What should be on a service manager's repair order checklist?

A working checklist isn't fancy—it's systematic. Every RO that leaves your service desk should pass these gates before it hits the bay:

  • Customer information complete and correct. Name, phone, email, address. Verify the vehicle VIN matches the customer file. This sounds obvious, but a typo in the phone number means you can't reach them about that warranty denial or parts delay.
  • Vehicle condition noted on arrival. Mileage, fuel level, exterior damage (dents, scratches, paint chips), interior condition (stains, odors, wear). This protects you if a customer claims you caused damage during service. A one-sentence note beats a lawsuit.
  • Complaint documented in customer's own words. Not abbreviated dealer-speak. "Noise from engine on cold start" not "noise." "Steering wheel pulls left above 50 mph" not "pulls." Technicians need enough detail to reproduce the issue.
  • History checked. Look at prior ROs. Has this customer had the same complaint before? Did a previous repair fail? Is there a warranty campaign or technical service bulletin that applies? A $150 TSB fix beats a $1,800 diagnostic.
  • Diagnostic approach decided. Don't hand a technician a vague complaint and a blank diagnostic code. Decide: Is this a direct repair (you already know it's a belt) or a diagnostic (you need to find the root cause)? How many hours are you authorizing for diagnosis?
  • Authorization level confirmed. If the repair will exceed the customer's verbal approval or warranty coverage, flag it now. Don't let a technician spend 6 hours on a job that will never get authorized.
  • Parts availability checked. Before the RO goes to the bay, confirm critical parts are in stock or on order. A typical $3,400 timing belt job on a 2017 Pilot at 105,000 miles is straightforward—but only if the belt and seals are on the shelf. If you're waiting on parts, the customer needs to know the timeline.
  • Customer contact preference noted. Phone call, text, email? Do they want daily updates or only when the job is done? Respecting this saves you callbacks and keeps CSI scores high.

How do you fill out the customer complaint section properly?

This is where most ROs fall apart. A rushed write-up here creates a cascade of problems downstream.
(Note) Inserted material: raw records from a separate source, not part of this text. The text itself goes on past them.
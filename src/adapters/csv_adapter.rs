//! Daily bar history from CSV files, one file per ticker.
//!
//! Files live at `<dir>/<TICKER>.csv` with a header row and the columns
//! `date,open,high,low,close,volume`. Dates are `%Y-%m-%d`.

use crate::domain::error::TraderError;
use crate::domain::ohlcv::Bar;
use chrono::{NaiveDate, TimeZone, Utc};
use std::fs;
use std::path::{Path, PathBuf};

pub struct CsvHistory {
    dir: PathBuf,
}

fn data_err(reason: String) -> TraderError {
    TraderError::Data { reason }
}

fn field<T: std::str::FromStr>(
    record: &csv::StringRecord,
    idx: usize,
    name: &str,
    line: u64,
) -> Result<T, TraderError>
where
    T::Err: std::fmt::Display,
{
    record
        .get(idx)
        .ok_or_else(|| data_err(format!("line {}: missing {} column", line, name)))?
        .trim()
        .parse()
        .map_err(|e| data_err(format!("line {}: invalid {} value: {}", line, name, e)))
}

impl CsvHistory {
    pub fn new<P: AsRef<Path>>(dir: P) -> Self {
        Self {
            dir: dir.as_ref().to_path_buf(),
        }
    }

    pub fn path_for(&self, ticker: &str) -> PathBuf {
        self.dir.join(format!("{}.csv", ticker))
    }

    /// All bars for `ticker`, oldest first.
    pub fn load(&self, ticker: &str) -> Result<Vec<Bar>, TraderError> {
        let path = self.path_for(ticker);
        let content = fs::read_to_string(&path)
            .map_err(|e| data_err(format!("failed to read {}: {}", path.display(), e)))?;

        let mut rdr = csv::Reader::from_reader(content.as_bytes());
        let mut bars = Vec::new();

        for (i, result) in rdr.records().enumerate() {
            let line = i as u64 + 2;
            let record = result.map_err(|e| data_err(format!("CSV parse error: {}", e)))?;

            let date_str = record
                .get(0)
                .ok_or_else(|| data_err(format!("line {}: missing date column", line)))?;
            let date = NaiveDate::parse_from_str(date_str.trim(), "%Y-%m-%d")
                .map_err(|e| data_err(format!("line {}: invalid date: {}", line, e)))?;
            let timestamp = date
                .and_hms_opt(0, 0, 0)
                .map(|dt| Utc.from_utc_datetime(&dt))
                .ok_or_else(|| data_err(format!("line {}: invalid date", line)))?;

            let open: f64 = field(&record, 1, "open", line)?;
            let high: f64 = field(&record, 2, "high", line)?;
            let low: f64 = field(&record, 3, "low", line)?;
            let close: f64 = field(&record, 4, "close", line)?;
            let volume: i64 = field(&record, 5, "volume", line)?;

            if high < low {
                return Err(data_err(format!(
                    "line {}: high {} below low {}",
                    line, high, low
                )));
            }

            bars.push(Bar {
                ticker: ticker.to_string(),
                timestamp,
                open,
                high,
                low,
                close,
                volume,
            });
        }

        bars.sort_by_key(|b| b.timestamp);
        Ok(bars)
    }
}
//! Simulated broker driven by historical daily bars.
//!
//! The first `warmup_bars` bars of every ticker are visible at start. Each
//! account summary request after the first reveals one more bar, so one
//! engine cycle corresponds to one trading day. Marketable limit orders
//! fill immediately at the last price; other orders rest until a later bar
//! trades through the limit.

use crate::adapters::csv_adapter::CsvHistory;
use crate::domain::error::{GatewayError, TraderError};
use crate::domain::market::{AccountSummary, BrokerPosition, MarketSnapshot};
use crate::domain::ohlcv::Bar;
use crate::domain::order::{BrokerOrderState, OrderReport, OrderSide};
use crate::ports::gateway_port::GatewayPort;
use std::cell::{Cell, RefCell};
use std::collections::{BTreeMap, HashMap};
use tracing::debug;

#[derive(Debug, Clone)]
struct PaperOrder {
    ticker: String,
    side: OrderSide,
    quantity: i64,
    limit_price: f64,
    state: BrokerOrderState,
    fill_price: f64,
    message: Option<String>,
}

#[derive(Debug, Clone, Copy)]
struct Holding {
    quantity: i64,
    avg_price: f64,
}

pub struct PaperGateway {
    bars: BTreeMap<String, Vec<Bar>>,
    visible: Cell<usize>,
    started: Cell<bool>,
    cash: Cell<f64>,
    realized_pnl: Cell<f64>,
    holdings: RefCell<BTreeMap<String, Holding>>,
    orders: RefCell<HashMap<String, PaperOrder>>,
    next_order: Cell<u64>,
}

impl PaperGateway {
    pub fn new(bars: BTreeMap<String, Vec<Bar>>, starting_cash: f64, warmup_bars: usize) -> Self {
        Self {
            bars,
            visible: Cell::new(warmup_bars.max(1)),
            started: Cell::new(false),
            cash: Cell::new(starting_cash),
            realized_pnl: Cell::new(0.0),
            holdings: RefCell::new(BTreeMap::new()),
            orders: RefCell::new(HashMap::new()),
            next_order: Cell::new(1),
        }
    }

    /// Load `<TICKER>.csv` for every ticker from `history`.
    pub fn from_csv(
        history: &CsvHistory,
        tickers: &[String],
        starting_cash: f64,
        warmup_bars: usize,
    ) -> Result<Self, TraderError> {
        let mut bars = BTreeMap::new();
        for ticker in tickers {
            let series = history.load(ticker)?;
            if series.is_empty() {
                return Err(TraderError::Data {
                    reason: format!("no bars for {}", ticker),
                });
            }
            bars.insert(ticker.clone(), series);
        }
        Ok(Self::new(bars, starting_cash, warmup_bars))
    }

    fn longest_series(&self) -> usize {
        self.bars.values().map(Vec::len).max().unwrap_or(0)
    }

    /// Bars not yet revealed.
    pub fn remaining_bars(&self) -> usize {
        self.longest_series().saturating_sub(self.visible.get())
    }

    pub fn cash(&self) -> f64 {
        self.cash.get()
    }

    fn visible_bars(&self, ticker: &str) -> Option<&[Bar]> {
        let series = self.bars.get(ticker)?;
        let n = self.visible.get().min(series.len());
        Some(&series[..n])
    }

    fn current_bar(&self, ticker: &str) -> Option<&Bar> {
        self.visible_bars(ticker)?.last()
    }

    fn last_price(&self, ticker: &str) -> Option<f64> {
        self.current_bar(ticker).map(|b| b.close)
    }

    fn equity(&self) -> f64 {
        let holdings = self.holdings.borrow();
        let marked: f64 = holdings
            .iter()
            .map(|(ticker, h)| {
                let price = self.last_price(ticker).unwrap_or(h.avg_price);
                h.quantity as f64 * price
            })
            .sum();
        self.cash.get() + marked
    }

    fn advance(&self) {
        if self.remaining_bars() == 0 {
            return;
        }
        self.visible.set(self.visible.get() + 1);
        debug!(visible = self.visible.get(), "paper gateway advanced one bar");

        let mut orders = self.orders.borrow_mut();
        for order in orders.values_mut() {
            if order.state != BrokerOrderState::Working {
                continue;
            }
            let Some(bar) = self.current_bar(&order.ticker) else {
                continue;
            };
            let price = match order.side {
                OrderSide::Buy if bar.low <= order.limit_price => order.limit_price.min(bar.open),
                OrderSide::Sell if bar.high >= order.limit_price => order.limit_price.max(bar.open),
                _ => continue,
            };
            if order.side == OrderSide::Buy && order.quantity as f64 * price > self.cash.get() {
                order.state = BrokerOrderState::Rejected;
                order.message = Some("insufficient buying power at fill".into());
                continue;
            }
            self.fill(&order.ticker, order.side, order.quantity, price);
            order.state = BrokerOrderState::Filled;
            order.fill_price = price;
        }
    }

    fn fill(&self, ticker: &str, side: OrderSide, quantity: i64, price: f64) {
        let signed = side.sign() * quantity;
        self.cash.set(self.cash.get() - signed as f64 * price);

        let mut holdings = self.holdings.borrow_mut();
        let current = holdings.get(ticker).copied().unwrap_or(Holding {
            quantity: 0,
            avg_price: 0.0,
        });
        let new_qty = current.quantity + signed;

        let avg_price = if current.quantity == 0 || current.quantity.signum() == signed.signum() {
            (current.quantity as f64 * current.avg_price + signed as f64 * price) / new_qty as f64
        } else {
            let closed = signed.abs().min(current.quantity.abs());
            let pnl = (price - current.avg_price) * closed as f64 * current.quantity.signum() as f64;
            self.realized_pnl.set(self.realized_pnl.get() + pnl);
            if new_qty.signum() == current.quantity.signum() {
                current.avg_price
            } else {
                price
            }
        };

        if new_qty == 0 {
            holdings.remove(ticker);
        } else {
            holdings.insert(
                ticker.to_string(),
                Holding {
                    quantity: new_qty,
                    avg_price,
                },
            );
        }
    }
}

impl GatewayPort for PaperGateway {
    fn get_account_summary(&self) -> Result<AccountSummary, GatewayError> {
        if self.started.get() {
            self.advance();
        } else {
            self.started.set(true);
        }
        Ok(AccountSummary {
            equity: self.equity(),
            buying_power: self.cash.get().max(0.0),
            realized_pnl: self.realized_pnl.get(),
        })
    }

    fn get_positions(&self) -> Result<Vec<BrokerPosition>, GatewayError> {
        Ok(self
            .holdings
            .borrow()
            .iter()
            .map(|(ticker, h)| BrokerPosition {
                ticker: ticker.clone(),
                quantity: h.quantity,
                avg_price: h.avg_price,
            })
            .collect())
    }

    fn get_market_snapshot(&self, ticker: &str) -> Result<MarketSnapshot, GatewayError> {
        let bar = self
            .current_bar(ticker)
            .ok_or_else(|| GatewayError::permanent(format!("contract not found: {}", ticker)))?;
        Ok(MarketSnapshot {
            last_price: bar.close,
            bid: bar.close,
            ask: bar.close,
            volume: bar.volume,
        })
    }

    fn get_history(&self, ticker: &str, lookback: usize) -> Result<Vec<Bar>, GatewayError> {
        let bars = self
            .visible_bars(ticker)
            .ok_or_else(|| GatewayError::permanent(format!("contract not found: {}", ticker)))?;
        let start = bars.len().saturating_sub(lookback);
        Ok(bars[start..].to_vec())
    }

    fn place_order(
        &self,
        client_id: &str,
        ticker: &str,
        side: OrderSide,
        quantity: i64,
        limit_price: f64,
    ) -> Result<String, GatewayError> {
        if quantity <= 0 {
            return Err(GatewayError::permanent(format!("invalid quantity {}", quantity)));
        }
        if !limit_price.is_finite() || limit_price <= 0.0 {
            return Err(GatewayError::permanent(format!("invalid price {}", limit_price)));
        }
        let last = self
            .last_price(ticker)
            .ok_or_else(|| GatewayError::permanent(format!("contract not found: {}", ticker)))?;
        if side == OrderSide::Buy && quantity as f64 * limit_price > self.cash.get() {
            return Err(GatewayError::permanent("insufficient buying power"));
        }

        let id = format!("paper-{}", self.next_order.get());
        self.next_order.set(self.next_order.get() + 1);

        let marketable = match side {
            OrderSide::Buy => limit_price >= last,
            OrderSide::Sell => limit_price <= last,
        };
        let mut order = PaperOrder {
            ticker: ticker.to_string(),
            side,
            quantity,
            limit_price,
            state: BrokerOrderState::Working,
            fill_price: 0.0,
            message: None,
        };
        if marketable {
            self.fill(ticker, side, quantity, last);
            order.state = BrokerOrderState::Filled;
            order.fill_price = last;
        }
        debug!(
            client_id,
            order_id = %id,
            ticker,
            %side,
            quantity,
            limit_price,
            filled = marketable,
            "paper order placed"
        );
        self.orders.borrow_mut().insert(id.clone(), order);
        Ok(id)
    }

    fn get_order_status(&self, order_id: &str) -> Result<OrderReport, GatewayError> {
        let orders = self.orders.borrow();
        let order = orders
            .get(order_id)
            .ok_or_else(|| GatewayError::permanent(format!("invalid order id {}", order_id)))?;
        let filled = order.state == BrokerOrderState::Filled;
        Ok(OrderReport {
            state: order.state,
            filled_quantity: if filled { order.quantity } else { 0 },
            avg_fill_price: order.fill_price,
            message: order.message.clone(),
        })
    }
}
The customer complaint is not a summary,it's a transcript. When a customer says their car is making a grinding noise, ask follow-up questions:

  • When did it start? (This week? Last month?)
  • When does it happen? (Cold start only? Every time? Only when turning?)
  • How loud? (Barely noticeable or can't ignore it?)
  • Does it get worse or better? (Worse with miles, better as it warms up?)

Write those answers on the RO. A technician who reads "customer says grinding noise, happens on cold start, gets better after 2 minutes" can actually diagnose the problem. One who reads "grinding noise" is guessing.

If the customer can't describe the symptom clearly, ride along. A 10-minute test drive with the customer and the service advisor,or better yet, with the technician who will work on the car,is worth an hour of back-and-forth guessing. You hear the noise, you feel the vibration, you see exactly when it happens. Problem solved.

What vehicle condition checks prevent comeback complaints?

Documenting the car's condition on arrival is not paperwork theater. It's insurance and evidence.

Before the RO is written, have someone (the service advisor or a lot attendant) walk around the vehicle with the customer and note:

  • Exterior: Any dents, scratches, paint chips, rust, hail damage, missing trim pieces. Take photos if your DMS supports it.
  • Interior: Stains on seats, rips in upholstery, broken trim, cracked glass, odors (pet, smoke, mold).
  • Tires: Tread depth, uneven wear, sidewall damage, current pressure.
  • Fluid leaks: Any puddles under the car or stains in the engine bay.
  • Mileage: Record the odometer reading. Non-negotiable.
  • Fuel level: Note whether you're delivering the car on empty or full. Some shops have a policy (e.g., "we return all cars at the fuel level they arrived at").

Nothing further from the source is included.